Пока пришла Катя отворить подъезд, оба профессора уже целовались, уверяя друг друга в искреннем уважении.
Это примирение, вероятно, и заставило Сбруева крикнуть, когда он сел в сани, чтоб ехать домой:
— А все-таки мы свиньи! До свидания, Николай Сергеич!
Но Заречный, кажется, не слыхал этих слов и, войдя, пошатываясь, в переднюю, забыл решительно обо всем, что произошло и с кем он приехал. Он теперь сознавал только одно: что он очень пьян, и думал, как бы показать горничной, что он совсем не пьян.
И он старался ступать твердо и прямо, нарочно замедляя шаги. Чуть было не ударившись о вешалку, он с самым серьезным видом посмотрел на пол, словно бы ища предмета, о который он споткнулся. Хотя шубу с него всегда снимала Катя, теперь он просил ее не беспокоиться: он снимет сам. Но процедура эта происходила так долго, что горничная помогла ему. При ее же помощи попал он наконец в кабинет и, охваченный теплом и чувствуя, что кружится голова, не без труда проговорил, напрасно силясь не заплетать языком:
— Спасибо, Катя… Больше ничего… Я сам все, что надо… и свечку… Отличный был юбилей… Ддда… Отличный… Меня не будить…
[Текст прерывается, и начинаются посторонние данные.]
use std::collections::HashMap;
use std::sync::atomic::Ordering;
use std::time::Duration;

use serde::Serialize;
use tracing::{debug, info};

use super::{FullPullPhase, SyncEngine, SyncEvent};
use crate::error::Result;
use crate::store::EmbeddingUpsert;

/// Report of one reconciliation sweep.
#[derive(Debug, Default, Clone, Serialize)]
pub struct FullPullReport {
    pub total: usize,
    pub pulled: usize,
    pub skipped: usize,
    pub pruned_media: usize,
}

impl SyncEngine {
    /// Background reconciliation: mirror the server's article set into
    /// the local store. At most one sweep runs at a time; a duplicate
    /// start is a no-op unless `force` is passed.
    ///
    /// Returns `None` when another sweep already held the latch.
    pub async fn full_pull(&self, force: bool) -> Result<Option<FullPullReport>> {
        if self
            .full_pull_running
            .compare_exchange(false, true, Ordering::SeqCst, Ordering::SeqCst)
            .is_err()
            && !force
        {
            return Ok(None);
        }
        self.full_pull_running.store(true, Ordering::SeqCst);

        let result = self.full_pull_inner().await;
        self.full_pull_running.store(false, Ordering::SeqCst);
        match result {
            Ok(report) => {
                info!(
                    pulled = report.pulled,
                    skipped = report.skipped,
                    pruned = report.pruned_media,
                    "full pull done"
                );
                self.emit(SyncEvent::FullPull(FullPullPhase::Done {
                    pulled: report.pulled,
                }));
                Ok(Some(report))
            }
            Err(err) => {
                self.emit(SyncEvent::FullPull(FullPullPhase::Error {
                    message: err.to_string(),
                }));
                Err(err)
            }
        }
    }

    async fn full_pull_inner(&self) -> Result<FullPullReport> {
        let mut report = FullPullReport::default();
        self.emit(SyncEvent::FullPull(FullPullPhase::Index));

        // Pre-scan before the index upsert bumps cached `updatedAt`, so
        // staleness is judged against what the cache actually held.
        let pre: HashMap<String, (String, bool)> = self
            .store
            .article_states()?
            .into_iter()
            .map(|s| (s.id, (s.updated_at, s.has_doc)))
            .collect();

        let rows = self.api.list_articles().await?;
        self.store.cache_articles_index(&rows)?;
        report.total = rows.len();
        self.emit(SyncEvent::FullPull(FullPullPhase::Articles {
            total: rows.len(),
            completed: 0,
        }));

        for (i, row) in rows.iter().enumerate() {
            let fresh = pre
                .get(&row.id)
                .map_or(false, |(updated_at, has_doc)| {
                    *updated_at == row.updated_at && *has_doc
                });
            if fresh {
                self.store.reindex_media_refs(&row.id);
                report.skipped += 1;
            } else {
                let article = self.api.get_article(&row.id).await?;
                self.store.cache_article(&article)?;
                match self.api.get_embeddings(&row.id, None).await {
                    Ok(resp) => {
                        let items: Vec<EmbeddingUpsert> = resp
                            .embeddings
                            .into_iter()
                            .map(|e| EmbeddingUpsert {
                                section_id: e.section_id,
                                vec: e.embedding,
                                updated_at: e.updated_at,
                            })
                            .collect();
                        if let Err(err) =
                            self.store.upsert_article_embeddings(&row.id, &items)
                        {
                            debug!(article_id = %row.id, %err, "embedding upsert failed");
                        }
                    }
                    Err(err) => {
                        debug!(article_id = %row.id, %err, "embeddings fetch failed");
                    }
                }
                report.pulled += 1;
                // Spread article fetches out so the server is not hammered.
                tokio::time::sleep(Duration::from_millis(self.config.full_pull_yield_ms)).await;
            }
            self.emit(SyncEvent::FullPull(FullPullPhase::Articles {
                total: rows.len(),
                completed: i + 1,
            }));
        }

        if let Err(err) = self.refresh_inbox().await {
            debug!(%err, "inbox refresh failed during full pull");
        }

        report.pruned_media = self
            .store
            .prune_orphan_media_assets(self.config.media_prune_limit)?;
        Ok(report)
    }
}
Катя между тем зажгла свечку, помогла Николаю Сергеевичу стащить с себя фрак и хотела было снять с Заречного ботинки, но он сердито замахал рукой, и она вышла, пожалев Николая Сергеевича, который, по ее мнению, должен был напиться не иначе как «через жену».
«Прежде с ним этого не бывало!» — подумала она.
Юбиляр, правда, был увезен своей супругой в одиннадцать часов, несмотря на видимое его желание посидеть в маленьком кружке своих коллег за бенедиктином. К тому же, после окончания всех речей и после двух бутылок зельтерской воды, Андрей Михайлович чувствовал себя настолько бодрым, что далеко не прочь был поболтать с приятелями, не чувствуя себя больше юбиляром, и выпить одну-другую рюмочку любимого им ликера.
Но супруга его, несмотря на просьбы коллег мужа оставить Андрея Михайловича хоть еще на полчасика и несмотря на обещания привезти его домой в назначенное время, непреклонно и решительно объявила, бросая значительный взгляд на мужа, что бедный Андрей Михайлович утомлен, что его надо пожалеть, что ликер ему положительно вреден («да и дорого стоит!» — подумала она, сообразив, что теперь Андрею Михайловичу, пожалуй, придется платить за консомацию [11] — юбилей-то кончился), и сослалась на самого Андрея Михайловича, бросая на него второй и уже более красноречивый взгляд.
И Андрей Михайлович, которого только что прославляли за мужество, довольно-таки малодушно подтвердил слова супруги и, простившись с коллегами, покорно поплелся за ней, унося в душе радостно-умиленное чувство скромного человека, почтенного свыше всяких ожиданий, и сознавая в то же время, что в глазах Вареньки он даже и не был юбиляром и по-прежнему находится в непосредственном ее распоряжении.
Многие, разбившись по кружкам, оставались еще сидеть в большой зале за чаем или за бутылками вина. Пел один тенор из театра. Декламировала артистка. Часам к двум только стали расходиться, но одна компания осталась. Она ужинала и после ужина засиделась до утра.
В этой компании было человек семь профессоров и в числе их Заречный, Звенигородцев, писатель Туманов, один публицист и один доктор.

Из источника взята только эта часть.